EXERCISE DIRECTIONS:
Return only the lines running from the first line of the listing through the one with "let mut tokens = Vec::new();", unchanged.

SOURCE DATA:

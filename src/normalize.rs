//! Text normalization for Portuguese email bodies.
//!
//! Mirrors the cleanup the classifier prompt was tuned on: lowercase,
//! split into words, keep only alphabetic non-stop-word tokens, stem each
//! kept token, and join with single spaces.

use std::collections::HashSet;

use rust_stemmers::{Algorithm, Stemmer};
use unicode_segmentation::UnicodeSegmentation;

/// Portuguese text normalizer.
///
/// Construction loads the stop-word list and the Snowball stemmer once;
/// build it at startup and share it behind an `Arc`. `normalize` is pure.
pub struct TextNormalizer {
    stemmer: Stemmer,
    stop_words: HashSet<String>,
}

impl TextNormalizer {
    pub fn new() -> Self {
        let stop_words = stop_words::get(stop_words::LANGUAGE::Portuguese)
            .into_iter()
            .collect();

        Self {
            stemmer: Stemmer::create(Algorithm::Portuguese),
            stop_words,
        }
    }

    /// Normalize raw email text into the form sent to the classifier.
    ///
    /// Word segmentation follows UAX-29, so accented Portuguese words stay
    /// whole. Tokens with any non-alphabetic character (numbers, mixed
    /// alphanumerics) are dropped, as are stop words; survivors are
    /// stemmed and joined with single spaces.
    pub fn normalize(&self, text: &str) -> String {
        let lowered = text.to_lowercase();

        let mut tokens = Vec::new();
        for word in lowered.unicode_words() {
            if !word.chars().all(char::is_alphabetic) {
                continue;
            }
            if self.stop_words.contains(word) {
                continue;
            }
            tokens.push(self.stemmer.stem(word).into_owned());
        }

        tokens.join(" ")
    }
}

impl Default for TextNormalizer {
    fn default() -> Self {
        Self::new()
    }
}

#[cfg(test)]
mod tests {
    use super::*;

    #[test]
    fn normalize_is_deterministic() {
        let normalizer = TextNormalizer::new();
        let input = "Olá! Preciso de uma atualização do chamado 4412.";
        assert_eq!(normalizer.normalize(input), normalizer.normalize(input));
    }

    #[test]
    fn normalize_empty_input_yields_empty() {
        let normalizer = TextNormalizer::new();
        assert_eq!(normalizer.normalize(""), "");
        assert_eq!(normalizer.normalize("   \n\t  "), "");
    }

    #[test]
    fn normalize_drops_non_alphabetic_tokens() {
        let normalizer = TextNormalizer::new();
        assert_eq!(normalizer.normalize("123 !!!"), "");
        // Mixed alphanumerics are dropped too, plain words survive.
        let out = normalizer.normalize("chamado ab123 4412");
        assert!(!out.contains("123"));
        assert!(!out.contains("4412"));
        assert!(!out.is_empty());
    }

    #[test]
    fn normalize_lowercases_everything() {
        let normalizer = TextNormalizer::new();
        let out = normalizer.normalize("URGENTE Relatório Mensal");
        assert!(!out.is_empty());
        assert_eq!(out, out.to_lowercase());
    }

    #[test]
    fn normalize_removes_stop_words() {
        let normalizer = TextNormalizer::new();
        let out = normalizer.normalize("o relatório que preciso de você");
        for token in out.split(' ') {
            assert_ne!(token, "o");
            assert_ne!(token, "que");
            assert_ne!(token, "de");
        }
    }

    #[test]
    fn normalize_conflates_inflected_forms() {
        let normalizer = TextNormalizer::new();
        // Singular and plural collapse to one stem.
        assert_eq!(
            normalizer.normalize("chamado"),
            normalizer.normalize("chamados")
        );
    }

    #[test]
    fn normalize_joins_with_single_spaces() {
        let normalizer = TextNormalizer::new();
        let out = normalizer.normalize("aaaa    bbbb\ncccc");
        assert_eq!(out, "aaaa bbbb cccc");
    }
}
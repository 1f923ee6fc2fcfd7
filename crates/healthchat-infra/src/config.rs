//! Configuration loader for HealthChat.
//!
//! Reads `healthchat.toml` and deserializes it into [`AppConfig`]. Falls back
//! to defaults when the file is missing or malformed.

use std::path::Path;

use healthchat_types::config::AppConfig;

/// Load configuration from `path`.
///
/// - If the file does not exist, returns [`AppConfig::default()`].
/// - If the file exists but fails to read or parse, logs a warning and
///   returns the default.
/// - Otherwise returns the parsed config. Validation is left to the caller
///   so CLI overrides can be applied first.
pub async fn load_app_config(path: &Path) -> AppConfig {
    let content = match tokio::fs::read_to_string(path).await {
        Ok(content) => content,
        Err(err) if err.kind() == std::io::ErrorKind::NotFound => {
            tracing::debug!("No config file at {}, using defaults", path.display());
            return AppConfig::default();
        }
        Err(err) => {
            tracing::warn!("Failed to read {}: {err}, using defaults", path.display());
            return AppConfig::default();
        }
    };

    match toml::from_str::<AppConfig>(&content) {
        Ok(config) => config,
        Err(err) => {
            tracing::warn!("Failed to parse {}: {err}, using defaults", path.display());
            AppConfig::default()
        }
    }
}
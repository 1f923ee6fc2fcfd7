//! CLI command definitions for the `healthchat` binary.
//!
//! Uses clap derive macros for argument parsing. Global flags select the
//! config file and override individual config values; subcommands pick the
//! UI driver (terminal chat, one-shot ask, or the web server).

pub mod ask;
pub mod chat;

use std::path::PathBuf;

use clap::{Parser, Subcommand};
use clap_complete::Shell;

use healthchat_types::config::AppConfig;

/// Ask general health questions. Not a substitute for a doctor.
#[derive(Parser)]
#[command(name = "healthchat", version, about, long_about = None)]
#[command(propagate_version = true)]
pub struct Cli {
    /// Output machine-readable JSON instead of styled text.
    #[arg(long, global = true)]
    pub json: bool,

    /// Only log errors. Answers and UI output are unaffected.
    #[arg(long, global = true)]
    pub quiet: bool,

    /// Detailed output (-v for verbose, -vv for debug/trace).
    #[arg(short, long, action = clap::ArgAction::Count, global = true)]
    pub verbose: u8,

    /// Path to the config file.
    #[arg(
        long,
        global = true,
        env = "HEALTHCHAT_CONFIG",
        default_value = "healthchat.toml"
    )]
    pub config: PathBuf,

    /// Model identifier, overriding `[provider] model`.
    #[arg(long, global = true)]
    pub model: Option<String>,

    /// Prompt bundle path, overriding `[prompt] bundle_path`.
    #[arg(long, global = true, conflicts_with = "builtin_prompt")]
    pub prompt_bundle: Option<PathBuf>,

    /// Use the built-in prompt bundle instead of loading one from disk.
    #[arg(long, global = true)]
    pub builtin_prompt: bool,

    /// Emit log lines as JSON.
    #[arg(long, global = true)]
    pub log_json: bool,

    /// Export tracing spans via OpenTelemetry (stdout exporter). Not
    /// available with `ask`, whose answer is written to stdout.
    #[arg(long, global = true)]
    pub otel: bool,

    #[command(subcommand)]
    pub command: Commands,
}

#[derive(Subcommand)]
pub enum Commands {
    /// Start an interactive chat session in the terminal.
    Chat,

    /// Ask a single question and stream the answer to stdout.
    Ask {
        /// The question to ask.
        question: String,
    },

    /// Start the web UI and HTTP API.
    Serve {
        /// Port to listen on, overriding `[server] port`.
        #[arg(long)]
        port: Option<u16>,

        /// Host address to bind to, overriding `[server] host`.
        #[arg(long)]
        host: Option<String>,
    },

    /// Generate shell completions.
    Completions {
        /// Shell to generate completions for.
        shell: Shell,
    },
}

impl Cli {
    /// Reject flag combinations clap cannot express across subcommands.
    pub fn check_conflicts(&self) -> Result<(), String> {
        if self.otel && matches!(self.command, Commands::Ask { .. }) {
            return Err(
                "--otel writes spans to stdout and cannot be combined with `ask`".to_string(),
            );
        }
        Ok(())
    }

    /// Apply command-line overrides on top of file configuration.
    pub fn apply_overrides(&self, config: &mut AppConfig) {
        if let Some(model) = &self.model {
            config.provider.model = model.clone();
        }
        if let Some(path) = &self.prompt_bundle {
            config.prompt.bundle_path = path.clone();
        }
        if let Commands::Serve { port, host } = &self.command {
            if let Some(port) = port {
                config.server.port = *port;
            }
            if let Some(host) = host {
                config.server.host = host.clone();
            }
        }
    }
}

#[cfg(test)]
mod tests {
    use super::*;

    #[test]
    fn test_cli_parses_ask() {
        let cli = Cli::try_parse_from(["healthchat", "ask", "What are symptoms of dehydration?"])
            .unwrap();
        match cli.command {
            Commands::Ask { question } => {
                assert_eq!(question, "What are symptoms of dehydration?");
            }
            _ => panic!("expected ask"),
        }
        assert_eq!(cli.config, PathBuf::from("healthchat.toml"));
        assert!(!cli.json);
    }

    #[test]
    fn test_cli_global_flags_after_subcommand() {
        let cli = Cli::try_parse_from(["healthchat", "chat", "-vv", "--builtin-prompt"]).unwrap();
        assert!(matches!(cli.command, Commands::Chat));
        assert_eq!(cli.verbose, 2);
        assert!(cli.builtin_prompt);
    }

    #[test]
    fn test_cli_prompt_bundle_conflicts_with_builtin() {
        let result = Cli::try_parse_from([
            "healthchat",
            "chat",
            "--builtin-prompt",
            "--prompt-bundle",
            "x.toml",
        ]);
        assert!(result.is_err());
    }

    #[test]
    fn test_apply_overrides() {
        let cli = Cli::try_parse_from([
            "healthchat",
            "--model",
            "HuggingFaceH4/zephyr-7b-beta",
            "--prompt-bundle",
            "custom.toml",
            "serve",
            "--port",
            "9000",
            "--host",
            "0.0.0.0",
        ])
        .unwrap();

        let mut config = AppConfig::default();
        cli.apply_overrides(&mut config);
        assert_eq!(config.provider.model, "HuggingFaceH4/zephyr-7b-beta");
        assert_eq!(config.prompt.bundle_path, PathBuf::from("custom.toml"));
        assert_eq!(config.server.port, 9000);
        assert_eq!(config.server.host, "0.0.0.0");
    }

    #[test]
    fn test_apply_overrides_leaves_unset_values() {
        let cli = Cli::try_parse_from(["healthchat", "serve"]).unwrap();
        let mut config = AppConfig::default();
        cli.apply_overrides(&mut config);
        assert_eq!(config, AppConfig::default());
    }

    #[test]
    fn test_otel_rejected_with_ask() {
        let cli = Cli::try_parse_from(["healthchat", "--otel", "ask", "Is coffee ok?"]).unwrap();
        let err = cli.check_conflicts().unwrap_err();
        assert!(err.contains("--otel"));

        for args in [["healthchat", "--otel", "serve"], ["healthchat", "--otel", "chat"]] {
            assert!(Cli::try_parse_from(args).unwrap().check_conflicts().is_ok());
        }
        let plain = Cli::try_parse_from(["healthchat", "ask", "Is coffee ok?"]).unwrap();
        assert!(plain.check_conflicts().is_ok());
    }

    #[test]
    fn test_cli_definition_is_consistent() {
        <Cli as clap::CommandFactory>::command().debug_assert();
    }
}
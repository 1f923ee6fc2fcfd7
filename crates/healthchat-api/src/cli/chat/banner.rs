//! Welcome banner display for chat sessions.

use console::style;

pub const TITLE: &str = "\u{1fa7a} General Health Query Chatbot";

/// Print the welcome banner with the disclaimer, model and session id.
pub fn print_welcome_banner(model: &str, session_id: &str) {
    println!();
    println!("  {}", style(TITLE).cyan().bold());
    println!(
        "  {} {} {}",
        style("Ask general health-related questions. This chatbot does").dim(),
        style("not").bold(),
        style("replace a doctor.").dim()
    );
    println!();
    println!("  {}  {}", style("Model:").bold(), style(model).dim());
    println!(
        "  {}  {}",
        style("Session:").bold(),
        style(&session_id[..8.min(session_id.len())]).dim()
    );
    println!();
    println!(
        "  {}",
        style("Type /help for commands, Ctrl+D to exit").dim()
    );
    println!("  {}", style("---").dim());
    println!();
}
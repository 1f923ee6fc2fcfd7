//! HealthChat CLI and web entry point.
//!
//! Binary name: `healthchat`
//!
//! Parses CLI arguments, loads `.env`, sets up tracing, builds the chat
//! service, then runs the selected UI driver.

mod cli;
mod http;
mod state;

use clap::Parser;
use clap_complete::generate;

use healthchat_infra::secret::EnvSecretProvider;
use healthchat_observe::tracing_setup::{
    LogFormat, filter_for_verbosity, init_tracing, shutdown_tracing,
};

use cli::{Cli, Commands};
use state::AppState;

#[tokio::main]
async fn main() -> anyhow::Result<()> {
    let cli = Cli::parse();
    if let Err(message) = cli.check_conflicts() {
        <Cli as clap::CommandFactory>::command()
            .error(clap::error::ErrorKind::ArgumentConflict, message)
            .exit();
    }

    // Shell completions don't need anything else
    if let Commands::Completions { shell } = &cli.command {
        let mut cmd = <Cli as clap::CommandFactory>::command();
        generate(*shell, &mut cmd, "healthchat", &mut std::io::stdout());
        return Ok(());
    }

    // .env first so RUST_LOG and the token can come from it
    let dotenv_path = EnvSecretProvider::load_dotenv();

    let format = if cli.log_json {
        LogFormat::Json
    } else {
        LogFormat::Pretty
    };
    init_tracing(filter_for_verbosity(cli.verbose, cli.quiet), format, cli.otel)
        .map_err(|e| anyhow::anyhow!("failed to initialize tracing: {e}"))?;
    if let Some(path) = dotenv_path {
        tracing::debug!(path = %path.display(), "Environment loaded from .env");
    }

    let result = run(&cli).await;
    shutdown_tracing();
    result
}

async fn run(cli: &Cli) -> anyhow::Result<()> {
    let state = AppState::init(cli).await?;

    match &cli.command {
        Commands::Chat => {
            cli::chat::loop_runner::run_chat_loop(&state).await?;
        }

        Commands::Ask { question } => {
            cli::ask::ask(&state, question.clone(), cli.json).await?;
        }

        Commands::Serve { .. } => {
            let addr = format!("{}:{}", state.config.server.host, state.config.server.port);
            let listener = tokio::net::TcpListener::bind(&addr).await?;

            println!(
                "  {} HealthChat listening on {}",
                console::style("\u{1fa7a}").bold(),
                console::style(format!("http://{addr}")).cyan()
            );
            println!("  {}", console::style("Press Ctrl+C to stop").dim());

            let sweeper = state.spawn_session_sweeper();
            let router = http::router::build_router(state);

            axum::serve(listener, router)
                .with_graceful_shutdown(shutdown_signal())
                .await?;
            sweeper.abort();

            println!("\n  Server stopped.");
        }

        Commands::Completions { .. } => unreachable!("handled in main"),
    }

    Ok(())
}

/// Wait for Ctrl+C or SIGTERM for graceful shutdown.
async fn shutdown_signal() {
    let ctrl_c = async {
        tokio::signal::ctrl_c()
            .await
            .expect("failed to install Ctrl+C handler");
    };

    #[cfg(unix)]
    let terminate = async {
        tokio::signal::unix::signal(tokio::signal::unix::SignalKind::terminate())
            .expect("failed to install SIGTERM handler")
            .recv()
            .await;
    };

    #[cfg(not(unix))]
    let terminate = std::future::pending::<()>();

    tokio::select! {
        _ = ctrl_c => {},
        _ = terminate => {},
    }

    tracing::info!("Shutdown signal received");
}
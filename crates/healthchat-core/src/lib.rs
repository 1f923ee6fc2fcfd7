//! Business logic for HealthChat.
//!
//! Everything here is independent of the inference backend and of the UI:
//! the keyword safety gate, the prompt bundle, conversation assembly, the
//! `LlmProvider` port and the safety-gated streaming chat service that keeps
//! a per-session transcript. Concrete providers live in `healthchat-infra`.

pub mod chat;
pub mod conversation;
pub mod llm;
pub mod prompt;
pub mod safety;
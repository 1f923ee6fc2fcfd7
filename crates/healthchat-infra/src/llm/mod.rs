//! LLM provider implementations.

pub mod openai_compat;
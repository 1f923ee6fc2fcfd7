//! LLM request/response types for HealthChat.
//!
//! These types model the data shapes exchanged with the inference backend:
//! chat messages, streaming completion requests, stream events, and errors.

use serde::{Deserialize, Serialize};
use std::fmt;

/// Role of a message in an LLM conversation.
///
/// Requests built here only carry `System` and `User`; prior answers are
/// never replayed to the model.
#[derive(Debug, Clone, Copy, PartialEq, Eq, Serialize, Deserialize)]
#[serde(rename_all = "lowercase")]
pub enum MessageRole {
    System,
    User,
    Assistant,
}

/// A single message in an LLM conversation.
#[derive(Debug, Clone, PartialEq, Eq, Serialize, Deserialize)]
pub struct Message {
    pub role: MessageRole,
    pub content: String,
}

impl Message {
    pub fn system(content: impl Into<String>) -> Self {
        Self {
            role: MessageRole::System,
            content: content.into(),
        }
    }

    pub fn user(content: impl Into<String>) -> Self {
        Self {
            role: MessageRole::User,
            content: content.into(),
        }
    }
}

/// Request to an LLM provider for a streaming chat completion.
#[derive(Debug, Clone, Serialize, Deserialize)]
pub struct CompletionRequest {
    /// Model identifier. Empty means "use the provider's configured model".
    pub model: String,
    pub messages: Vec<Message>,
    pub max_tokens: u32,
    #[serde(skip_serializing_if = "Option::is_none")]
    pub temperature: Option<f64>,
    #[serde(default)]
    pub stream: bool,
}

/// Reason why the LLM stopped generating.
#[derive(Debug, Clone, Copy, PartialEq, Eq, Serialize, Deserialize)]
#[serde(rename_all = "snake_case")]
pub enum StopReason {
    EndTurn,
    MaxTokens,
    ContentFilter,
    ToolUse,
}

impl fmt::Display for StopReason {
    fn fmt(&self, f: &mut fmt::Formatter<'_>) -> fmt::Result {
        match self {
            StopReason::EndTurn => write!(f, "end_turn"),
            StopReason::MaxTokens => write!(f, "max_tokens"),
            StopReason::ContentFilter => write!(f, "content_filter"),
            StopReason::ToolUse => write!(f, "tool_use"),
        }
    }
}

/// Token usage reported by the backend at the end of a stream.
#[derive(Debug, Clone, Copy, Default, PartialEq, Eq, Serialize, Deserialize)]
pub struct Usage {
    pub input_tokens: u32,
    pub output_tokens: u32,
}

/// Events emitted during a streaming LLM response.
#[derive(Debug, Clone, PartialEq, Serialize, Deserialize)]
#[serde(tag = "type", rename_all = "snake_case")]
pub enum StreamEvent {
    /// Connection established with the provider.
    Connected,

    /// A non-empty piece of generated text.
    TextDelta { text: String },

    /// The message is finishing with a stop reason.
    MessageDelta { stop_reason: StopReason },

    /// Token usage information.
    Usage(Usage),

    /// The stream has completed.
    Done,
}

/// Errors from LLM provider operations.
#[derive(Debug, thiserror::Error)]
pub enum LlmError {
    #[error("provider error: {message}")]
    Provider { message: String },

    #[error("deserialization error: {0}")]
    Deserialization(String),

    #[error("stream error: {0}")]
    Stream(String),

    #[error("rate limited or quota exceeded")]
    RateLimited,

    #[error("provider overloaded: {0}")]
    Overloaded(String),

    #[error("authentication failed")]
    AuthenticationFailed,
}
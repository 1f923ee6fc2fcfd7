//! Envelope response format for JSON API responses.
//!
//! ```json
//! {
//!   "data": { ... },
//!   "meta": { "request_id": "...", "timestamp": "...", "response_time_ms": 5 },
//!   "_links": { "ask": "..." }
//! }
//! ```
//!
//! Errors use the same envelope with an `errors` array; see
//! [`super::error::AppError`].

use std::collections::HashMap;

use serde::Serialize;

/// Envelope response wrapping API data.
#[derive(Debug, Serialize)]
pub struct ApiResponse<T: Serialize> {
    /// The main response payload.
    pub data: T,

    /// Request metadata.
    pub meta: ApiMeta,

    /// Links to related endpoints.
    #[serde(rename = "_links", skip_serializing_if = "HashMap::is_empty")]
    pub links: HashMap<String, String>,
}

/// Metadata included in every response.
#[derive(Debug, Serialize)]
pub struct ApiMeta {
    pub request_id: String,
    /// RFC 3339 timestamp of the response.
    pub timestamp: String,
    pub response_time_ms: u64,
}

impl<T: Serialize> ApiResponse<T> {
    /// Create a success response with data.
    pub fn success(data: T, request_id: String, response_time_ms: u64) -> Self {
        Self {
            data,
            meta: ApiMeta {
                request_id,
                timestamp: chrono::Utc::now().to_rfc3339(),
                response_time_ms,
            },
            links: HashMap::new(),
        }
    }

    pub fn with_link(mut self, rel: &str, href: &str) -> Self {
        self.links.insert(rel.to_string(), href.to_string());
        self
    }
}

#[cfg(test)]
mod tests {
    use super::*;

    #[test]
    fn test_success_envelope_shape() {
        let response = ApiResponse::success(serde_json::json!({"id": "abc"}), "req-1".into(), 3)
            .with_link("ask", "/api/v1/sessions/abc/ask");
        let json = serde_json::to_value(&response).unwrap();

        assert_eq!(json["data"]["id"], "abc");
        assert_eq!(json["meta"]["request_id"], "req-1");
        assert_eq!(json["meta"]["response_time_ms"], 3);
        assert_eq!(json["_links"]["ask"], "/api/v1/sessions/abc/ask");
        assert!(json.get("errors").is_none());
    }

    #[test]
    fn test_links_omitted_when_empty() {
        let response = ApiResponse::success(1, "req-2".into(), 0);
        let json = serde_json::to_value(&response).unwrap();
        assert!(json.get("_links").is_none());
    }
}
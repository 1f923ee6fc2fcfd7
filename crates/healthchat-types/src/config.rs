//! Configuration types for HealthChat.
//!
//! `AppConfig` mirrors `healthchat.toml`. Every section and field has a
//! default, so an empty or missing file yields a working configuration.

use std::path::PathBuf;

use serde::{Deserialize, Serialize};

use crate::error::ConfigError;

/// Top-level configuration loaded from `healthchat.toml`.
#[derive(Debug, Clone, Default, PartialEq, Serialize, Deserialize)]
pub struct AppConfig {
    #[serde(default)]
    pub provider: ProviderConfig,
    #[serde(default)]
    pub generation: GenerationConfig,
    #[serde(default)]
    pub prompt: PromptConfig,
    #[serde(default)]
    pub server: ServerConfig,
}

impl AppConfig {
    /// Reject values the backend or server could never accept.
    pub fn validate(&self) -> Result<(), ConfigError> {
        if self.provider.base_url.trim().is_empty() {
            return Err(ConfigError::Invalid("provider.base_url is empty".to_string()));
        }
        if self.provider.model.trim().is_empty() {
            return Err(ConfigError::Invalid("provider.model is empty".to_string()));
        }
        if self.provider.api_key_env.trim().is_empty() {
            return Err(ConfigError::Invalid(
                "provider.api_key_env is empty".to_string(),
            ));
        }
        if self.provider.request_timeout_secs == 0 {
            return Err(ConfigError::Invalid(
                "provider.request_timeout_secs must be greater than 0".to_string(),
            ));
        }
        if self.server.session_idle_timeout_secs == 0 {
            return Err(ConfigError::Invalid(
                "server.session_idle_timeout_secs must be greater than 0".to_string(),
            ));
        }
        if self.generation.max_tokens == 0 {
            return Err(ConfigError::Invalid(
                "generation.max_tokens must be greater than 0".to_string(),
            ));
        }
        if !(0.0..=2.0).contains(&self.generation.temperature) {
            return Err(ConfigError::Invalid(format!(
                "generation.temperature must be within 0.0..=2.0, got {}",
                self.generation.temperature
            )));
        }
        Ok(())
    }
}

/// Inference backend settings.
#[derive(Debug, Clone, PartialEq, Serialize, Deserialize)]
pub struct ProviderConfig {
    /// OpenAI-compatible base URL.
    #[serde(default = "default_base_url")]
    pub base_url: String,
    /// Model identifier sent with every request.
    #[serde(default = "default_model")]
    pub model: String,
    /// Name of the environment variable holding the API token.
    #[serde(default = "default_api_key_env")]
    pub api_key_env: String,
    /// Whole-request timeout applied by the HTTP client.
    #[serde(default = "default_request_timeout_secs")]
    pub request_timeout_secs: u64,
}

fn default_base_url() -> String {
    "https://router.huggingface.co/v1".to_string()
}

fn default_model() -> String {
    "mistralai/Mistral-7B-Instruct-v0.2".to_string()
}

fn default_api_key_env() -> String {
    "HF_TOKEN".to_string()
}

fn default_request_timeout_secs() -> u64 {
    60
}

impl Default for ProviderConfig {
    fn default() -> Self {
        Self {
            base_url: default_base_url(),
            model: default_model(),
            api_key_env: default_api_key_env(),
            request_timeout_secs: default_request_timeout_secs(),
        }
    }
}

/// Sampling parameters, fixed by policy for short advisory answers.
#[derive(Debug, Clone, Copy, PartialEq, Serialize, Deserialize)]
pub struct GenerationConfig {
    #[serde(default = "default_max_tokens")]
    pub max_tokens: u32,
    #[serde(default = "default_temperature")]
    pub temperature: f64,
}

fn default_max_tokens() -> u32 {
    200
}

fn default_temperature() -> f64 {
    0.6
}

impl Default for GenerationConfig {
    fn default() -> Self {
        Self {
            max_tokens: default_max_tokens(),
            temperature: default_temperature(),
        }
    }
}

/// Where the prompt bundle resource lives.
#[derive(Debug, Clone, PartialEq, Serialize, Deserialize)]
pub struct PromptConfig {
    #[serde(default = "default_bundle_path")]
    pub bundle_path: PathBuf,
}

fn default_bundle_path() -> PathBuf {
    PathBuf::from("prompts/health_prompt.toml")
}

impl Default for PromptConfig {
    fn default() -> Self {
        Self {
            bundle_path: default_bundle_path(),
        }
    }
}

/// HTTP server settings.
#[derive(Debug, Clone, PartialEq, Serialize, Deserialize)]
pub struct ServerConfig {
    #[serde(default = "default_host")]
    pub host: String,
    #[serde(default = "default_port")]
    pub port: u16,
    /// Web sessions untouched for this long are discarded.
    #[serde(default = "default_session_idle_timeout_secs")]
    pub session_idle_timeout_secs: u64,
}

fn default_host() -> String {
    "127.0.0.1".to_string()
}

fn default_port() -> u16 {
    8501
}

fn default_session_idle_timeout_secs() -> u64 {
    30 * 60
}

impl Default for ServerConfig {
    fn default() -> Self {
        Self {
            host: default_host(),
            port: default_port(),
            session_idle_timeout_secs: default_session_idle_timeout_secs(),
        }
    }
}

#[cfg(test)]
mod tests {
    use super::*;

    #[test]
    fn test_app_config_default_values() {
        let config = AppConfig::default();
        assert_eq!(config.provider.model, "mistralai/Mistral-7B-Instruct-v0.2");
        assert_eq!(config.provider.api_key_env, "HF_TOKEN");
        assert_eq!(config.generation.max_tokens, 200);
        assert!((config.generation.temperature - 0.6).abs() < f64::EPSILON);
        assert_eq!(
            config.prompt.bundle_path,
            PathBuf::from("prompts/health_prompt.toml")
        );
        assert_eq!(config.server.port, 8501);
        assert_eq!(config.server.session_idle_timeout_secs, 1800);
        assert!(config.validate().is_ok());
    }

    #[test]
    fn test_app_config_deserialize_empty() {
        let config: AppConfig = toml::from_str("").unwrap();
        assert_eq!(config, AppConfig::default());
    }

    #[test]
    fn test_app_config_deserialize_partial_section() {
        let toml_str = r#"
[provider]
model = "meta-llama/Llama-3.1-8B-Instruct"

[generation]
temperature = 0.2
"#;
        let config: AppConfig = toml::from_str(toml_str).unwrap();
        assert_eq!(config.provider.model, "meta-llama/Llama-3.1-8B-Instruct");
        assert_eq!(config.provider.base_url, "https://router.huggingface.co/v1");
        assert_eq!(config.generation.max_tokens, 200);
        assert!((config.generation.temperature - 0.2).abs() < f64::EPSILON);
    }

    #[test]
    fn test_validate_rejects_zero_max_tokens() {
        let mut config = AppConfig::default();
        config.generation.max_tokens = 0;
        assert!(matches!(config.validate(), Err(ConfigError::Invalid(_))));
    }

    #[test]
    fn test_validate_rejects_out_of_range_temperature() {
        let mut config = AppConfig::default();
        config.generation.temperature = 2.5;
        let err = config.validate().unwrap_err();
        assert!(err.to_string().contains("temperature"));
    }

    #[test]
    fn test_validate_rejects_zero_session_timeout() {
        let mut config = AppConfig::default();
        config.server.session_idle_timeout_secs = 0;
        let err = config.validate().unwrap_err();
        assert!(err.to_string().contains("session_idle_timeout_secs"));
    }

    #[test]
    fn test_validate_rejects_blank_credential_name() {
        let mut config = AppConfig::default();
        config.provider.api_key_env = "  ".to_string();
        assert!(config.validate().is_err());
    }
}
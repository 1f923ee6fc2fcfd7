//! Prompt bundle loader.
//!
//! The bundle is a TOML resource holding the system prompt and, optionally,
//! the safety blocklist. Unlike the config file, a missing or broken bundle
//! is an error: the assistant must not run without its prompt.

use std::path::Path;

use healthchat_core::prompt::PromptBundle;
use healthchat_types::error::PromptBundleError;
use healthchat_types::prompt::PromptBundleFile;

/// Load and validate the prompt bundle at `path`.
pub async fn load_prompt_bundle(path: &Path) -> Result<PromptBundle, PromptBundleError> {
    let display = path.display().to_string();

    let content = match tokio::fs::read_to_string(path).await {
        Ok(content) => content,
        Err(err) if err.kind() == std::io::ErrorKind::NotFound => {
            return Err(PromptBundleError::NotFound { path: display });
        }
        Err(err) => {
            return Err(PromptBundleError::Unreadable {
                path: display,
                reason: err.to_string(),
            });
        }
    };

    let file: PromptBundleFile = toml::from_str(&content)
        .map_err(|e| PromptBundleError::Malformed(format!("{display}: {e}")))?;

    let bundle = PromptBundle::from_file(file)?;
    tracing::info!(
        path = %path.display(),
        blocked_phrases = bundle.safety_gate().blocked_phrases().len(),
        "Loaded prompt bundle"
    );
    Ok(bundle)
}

TASK RESULT:
filename src/normalize.rs
//! Text normalization for Portuguese email bodies.
//!
//! Mirrors the cleanup the classifier prompt was tuned on: lowercase,
//! split into words, keep only alphabetic non-stop-word tokens, stem each
//! kept token, and join with single spaces.

use std::collections::HashSet;

use rust_stemmers::{Algorithm, Stemmer};
use unicode_segmentation::UnicodeSegmentation;

/// Portuguese text normalizer.
///
/// Construction loads the stop-word list and the Snowball stemmer once;
/// build it at startup and share it behind an `Arc`. `normalize` is pure.
pub struct TextNormalizer {
    stemmer: Stemmer,
    stop_words: HashSet<String>,
}

impl TextNormalizer {
    pub fn new() -> Self {
        let stop_words = stop_words::get(stop_words::LANGUAGE::Portuguese)
            .into_iter()
            .collect();

        Self {
            stemmer: Stemmer::create(Algorithm::Portuguese),
            stop_words,
        }
    }

    /// Normalize raw email text into the form sent to the classifier.
    ///
    /// Word segmentation follows UAX-29, so accented Portuguese words stay
    /// whole. Tokens with any non-alphabetic character (numbers, mixed
    /// alphanumerics) are dropped, as are stop words; survivors are
    /// stemmed and joined with single spaces.
    pub fn normalize(&self, text: &str) -> String {
        let lowered = text.to_lowercase();

        let mut tokens = Vec::new();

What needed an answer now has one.